In the face of the energy crisis, the government is working intensively to find solutions. A simplified infrastructure for the tenant’s on-site solar energy would point the way to an energy transition that will reduce costs and relieve the grid. Comment.
At the beginning of July, the Bundestag passed the Act on Renewable Energy Sources (EEG) 2023. The ambitions are high – 80 percent by 2030. Germany’s electricity supply is to come from renewable sources. As electricity consumption increases through sector coupling, this means that at least twice as much electricity needs to be covered from renewable energy sources. Because in 2021, according to the Federal Environment Agency, this percentage was almost 41 percent. In order to be supplied with electricity around the clock, we must do everything we can to significantly expand decentralized and intelligent energy supply options. Most of the changes in the law are positive, but there is no renewal of the overall concept, especially in the area of construction energy, which in the long run is conducive to the energy transformation. There is a risk that we have set new, beautiful goals on paper, which are still a long way off.
The potential of the energy transformation lies in the existing building
The government now needs to think a step further.

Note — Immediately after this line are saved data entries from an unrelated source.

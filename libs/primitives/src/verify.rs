//! Full signature verification.

use crate::address::{Address, AddressType};
use crate::fors::fors_pk_from_sig;
use crate::hash::{TweakHash, hash_message};
use crate::merkle::compute_root;
use crate::params::Params;
use crate::wots::pk_from_sig;

/// Check `sig` (randomizer, FORS signature, then one layer per hypertree level)
/// over `msg` against the public seed and root.
#[must_use]
pub fn verify(params: &Params, pub_seed: &[u8], root: &[u8], msg: &[u8], sig: &[u8]) -> bool {
    if sig.len() != params.sig_bytes() || pub_seed.len() != params.n || root.len() != params.n {
        return false;
    }

    let hash = TweakHash::new(pub_seed);
    let (randomizer, rest) = sig.split_at(params.n);
    let (fors_sig, layers) = rest.split_at(params.fors_bytes());
    let digest = hash_message(params, randomizer, pub_seed, root, msg);

    let mut wots_addr = Address::default();
    let mut tree_addr = Address::default();
    wots_addr.set_type(AddressType::Wots);
    tree_addr.set_type(AddressType::HashTree);
    wots_addr.set_tree(digest.tree);
    wots_addr.set_keypair(digest.leaf);

    let mut node = fors_pk_from_sig(params, &hash, fors_sig, &digest.fors_msg, &wots_addr);
    let mut tree = digest.tree;
    let mut leaf = digest.leaf;
    let leaf_mask = u64::from(params.leaves_per_tree() - 1);

    for (layer, block) in (0..params.d).zip(layers.chunks_exact(params.layer_bytes())) {
        let (wots_sig, auth_path) = block.split_at(params.wots_bytes());
        tree_addr.set_layer(layer);
        tree_addr.set_tree(tree);
        wots_addr.copy_subtree_from(&tree_addr);
        wots_addr.set_keypair(leaf);

        let wots_pk = pk_from_sig(params, &hash, wots_sig, &node, &wots_addr);
        node = compute_root(&hash, &wots_pk, leaf, 0, auth_path, &tree_addr);

        leaf = u32::try_from(tree & leaf_mask).unwrap_or(u32::MAX);
        tree >>= params.tree_height();
    }

    node == root
}
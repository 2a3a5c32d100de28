//! Full hypertree signing walk.

use crate::address::{LayerPosition, PackedAddress};
use crate::keystore::KeyStore;
use crate::partial::layer_addresses;
use spxprobe_primitives::{
    Address, AddressType, MessageDigest, fors_sign, gen_message_random, hash_message, merkle_sign,
};

/// One hypertree layer of a full signature
#[derive(Debug, Clone, PartialEq, Eq)]
pub struct LayerSignature {
    /// One-time signature of the root below (or of the FORS key at layer 0)
    pub wots_sig: Vec<u8>,
    /// Authentication path of the signing leaf
    pub auth_path: Vec<u8>,
}

/// A complete signature together with the digest it was derived from
#[derive(Debug, Clone, PartialEq, Eq)]
pub struct FullSignature {
    /// Digest randomizer `R`
    pub randomizer: Vec<u8>,
    /// FORS signature
    pub fors: Vec<u8>,
    /// Layers from the bottom of the hypertree up
    pub layers: Vec<LayerSignature>,
    /// Message digest and signing position
    pub digest: MessageDigest,
}

impl FullSignature {
    /// FORS signature followed by every layer as one-time signature then path
    #[must_use]
    pub fn body(&self) -> Vec<u8> {
        let layer_bytes: usize = self
            .layers
            .iter()
            .map(|l| l.wots_sig.len() + l.auth_path.len())
            .sum();
        let mut out = Vec::with_capacity(self.fors.len() + layer_bytes);
        out.extend_from_slice(&self.fors);
        for layer in &self.layers {
            out.extend_from_slice(&layer.wots_sig);
            out.extend_from_slice(&layer.auth_path);
        }
        out
    }

    /// Standard encoding: randomizer followed by [`FullSignature::body`]
    #[must_use]
    pub fn to_bytes(&self) -> Vec<u8> {
        let mut out = self.randomizer.clone();
        out.extend_from_slice(&self.body());
        out
    }

    /// Packed address of the signing leaf when `layer` is the lowest
    /// reconstructed layer
    #[must_use]
    pub fn packed_address_at(&self, layer: u32, tree_height: u32) -> PackedAddress {
        let mut position = LayerPosition {
            tree: self.digest.tree,
            leaf: self.digest.leaf,
        };
        for _ in 0..layer {
            position = position.parent(tree_height);
        }
        PackedAddress::from_position(position, tree_height)
    }
}

/// Sign `message` with the stored keys.
///
/// The randomizer is derived with an all-zero `optrand`, so signing is
/// deterministic.
#[must_use]
pub fn sign(keys: &KeyStore, message: &[u8]) -> FullSignature {
    let params = keys.params();
    let ctx = keys.context();
    let tree_height = params.tree_height();

    let optrand = vec![0u8; params.n];
    let randomizer = gen_message_random(keys.sk_prf(), &optrand, message);
    let digest = hash_message(params, &randomizer, keys.pub_seed(), keys.pk_root(), message);

    let mut fors_addr = Address::default();
    fors_addr.set_type(AddressType::Wots);
    fors_addr.set_tree(digest.tree);
    fors_addr.set_keypair(digest.leaf);
    let fors = fors_sign(params, ctx, &digest.fors_msg, &fors_addr);
    log::debug!(
        "FORS signed for tree {:#x}, leaf {}",
        digest.tree,
        digest.leaf
    );

    let mut position = LayerPosition {
        tree: digest.tree,
        leaf: digest.leaf,
    };
    let mut root = fors.public_key;
    let mut layers = Vec::with_capacity(params.d as usize);

    for layer in 0..params.d {
        let (tree_addr, wots_addr) = layer_addresses(layer, position);
        let signed = merkle_sign(params, ctx, &root, &wots_addr, &tree_addr, position.leaf);
        layers.push(LayerSignature {
            wots_sig: signed.wots_sig,
            auth_path: signed.auth_path,
        });
        root = signed.root;
        position = position.parent(tree_height);
    }

    FullSignature {
        randomizer,
        fors: fors.signature,
        layers,
        digest,
    }
}
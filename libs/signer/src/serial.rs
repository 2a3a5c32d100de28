//! Raw serial line
//!
//! Opens a tty in raw mode (no echo, no line discipline, 8N1) at a fixed
//! baud rate. Both the target and the host use it.

use nix::fcntl::OFlag;
use nix::sys::termios::{self, BaudRate, FlushArg, SetArg};
use std::fs::{File, OpenOptions};
use std::io::{self, Read, Write};
use std::os::unix::fs::OpenOptionsExt;
use std::path::{Path, PathBuf};
use thiserror::Error;

/// Baud rate the reference hardware runs at
pub const DEFAULT_BAUD: u32 = 115_200;

/// Serial errors
#[derive(Error, Debug)]
pub enum SerialError {
    /// Device could not be opened
    #[error("Failed to open {path}: {source}")]
    Open {
        /// Device path
        path: PathBuf,
        /// Underlying error
        source: io::Error,
    },

    /// Terminal attributes could not be read or set
    #[error("Terminal configuration failed: {0}")]
    Termios(#[from] nix::Error),

    /// Baud rate not supported by termios
    #[error("Unsupported baud rate: {0}")]
    UnsupportedBaud(u32),
}

/// Result type for serial operations
pub type Result<T> = std::result::Result<T, SerialError>;

/// Open serial device in raw mode
#[derive(Debug)]
pub struct SerialPort {
    file: File,
}

impl SerialPort {
    /// Open `path` in raw mode at `baud`, discarding pending input
    pub fn open(path: &Path, baud: u32) -> Result<Self> {
        let speed = baud_rate(baud)?;
        let file = OpenOptions::new()
            .read(true)
            .write(true)
            .custom_flags(OFlag::O_NOCTTY.bits())
            .open(path)
            .map_err(|source| SerialError::Open {
                path: path.to_path_buf(),
                source,
            })?;

        let mut attrs = termios::tcgetattr(&file)?;
        termios::cfmakeraw(&mut attrs);
        termios::cfsetspeed(&mut attrs, speed)?;
        termios::tcsetattr(&file, SetArg::TCSANOW, &attrs)?;
        termios::tcflush(&file, FlushArg::TCIOFLUSH)?;

        log::info!("Opened {} at {baud} baud", path.display());
        Ok(Self { file })
    }

    /// Clone the handle, for a separate reader and writer
    pub fn try_clone(&self) -> io::Result<Self> {
        Ok(Self {
            file: self.file.try_clone()?,
        })
    }
}

impl Read for SerialPort {
    fn read(&mut self, buf: &mut [u8]) -> io::Result<usize> {
        self.file.read(buf)
    }
}

impl Write for SerialPort {
    fn write(&mut self, buf: &[u8]) -> io::Result<usize> {
        self.file.write(buf)
    }

    fn flush(&mut self) -> io::Result<()> {
        termios::tcdrain(&self.file).map_err(io::Error::from)
    }
}

fn baud_rate(baud: u32) -> Result<BaudRate> {
    Ok(match baud {
        9_600 => BaudRate::B9600,
        19_200 => BaudRate::B19200,
        38_400 => BaudRate::B38400,
        57_600 => BaudRate::B57600,
        115_200 => BaudRate::B115200,
        230_400 => BaudRate::B230400,
        460_800 => BaudRate::B460800,
        921_600 => BaudRate::B921600,
        other => return Err(SerialError::UnsupportedBaud(other)),
    })
}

To achieve the climate goals, it is not enough to reform the subsidy rate in the EEG, instead fundamental changes to building standards and energy accounting are needed. The Building Energy Act (GEG) currently only applies to some new buildings and the renovation of old buildings. However, the potential for a scalable energy transition lies in the broad existing segment. According to the construction report DENA 2022, Germany today has three million residential buildings. According to the main market register, for 2022, less than one percent of this will be powered by electricity from a photovoltaic installation on the roof.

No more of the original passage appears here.